*** Opening Source information ***

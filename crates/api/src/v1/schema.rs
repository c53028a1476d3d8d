//! JSON Schema exports for API v1 request DTOs.

use crate::v1::ApiV1MessageRequestDto;
use schemars::schema::RootSchema;
use schemars::schema_for;

/// JSON Schema for `ApiV1MessageRequestDto`.
#[must_use]
pub fn api_v1_message_request_schema() -> RootSchema {
    schema_for!(ApiV1MessageRequestDto)
}
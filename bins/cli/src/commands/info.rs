//! Info command handler.

use crate::CliOutput;
use crate::error::{CliError, ExitCode};
use crate::format::OutputMode;
use notifyhub_core::{BuildInfo, build_info};
use notifyhub_facade::facade_crate_version;

/// Run the info command.
pub fn run_info(mode: OutputMode) -> Result<CliOutput, CliError> {
    let build = build_info();
    let facade_version = facade_crate_version();

    let stdout = if mode.is_ndjson() {
        format_info_ndjson(&build, facade_version)?
    } else if mode.is_json() {
        format_info_json(&build, facade_version)?
    } else {
        format_info_text(&build, facade_version)
    };

    Ok(CliOutput {
        stdout,
        stderr: String::new(),
        exit_code: ExitCode::Ok,
    })
}

fn format_info_text(build: &BuildInfo, facade_version: &str) -> String {
    format!(
        "status: ok\nname: {}\nversion: {}\nfacade: {}\nrustc: {}\ntarget: {}\nprofile: {}\ngit: {}{}\n",
        build.name,
        build.version,
        facade_version,
        build.rustc_version,
        build.target,
        build.profile,
        build.git_hash.unwrap_or("none"),
        if build.git_dirty { " (dirty)" } else { "" }
    )
}

fn format_info_json(build: &BuildInfo, facade_version: &str) -> Result<String, CliError> {
    let payload = serde_json::json!({
        "status": "ok",
        "build": {
            "name": build.name,
            "version": build.version,
            "facadeVersion": facade_version,
            "rustcVersion": build.rustc_version,
            "target": build.target,
            "profile": build.profile,
            "gitHash": build.git_hash,
            "gitDirty": build.git_dirty,
        }
    });
    let mut output = serde_json::to_string_pretty(&payload)?;
    output.push('\n');
    Ok(output)
}

fn format_info_ndjson(build: &BuildInfo, facade_version: &str) -> Result<String, CliError> {
    let payload = serde_json::json!({
        "type": "summary",
        "status": "ok",
        "kind": "info",
        "build": {
            "name": build.name,
            "version": build.version,
            "facadeVersion": facade_version,
            "rustcVersion": build.rustc_version,
            "target": build.target,
            "profile": build.profile,
            "gitHash": build.git_hash,
            "gitDirty": build.git_dirty,
        }
    });
    let mut output = serde_json::to_string(&payload)?;
    output.push('\n');
    Ok(output)
}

*** Closing Source information ***

## [Exercise]
Look through the entries for the string "RootSchema". Every line that has it belongs in the answer.

## [Answer to the exercise]
use schemars::schema::RootSchema;
pub fn api_v1_message_request_schema() -> RootSchema {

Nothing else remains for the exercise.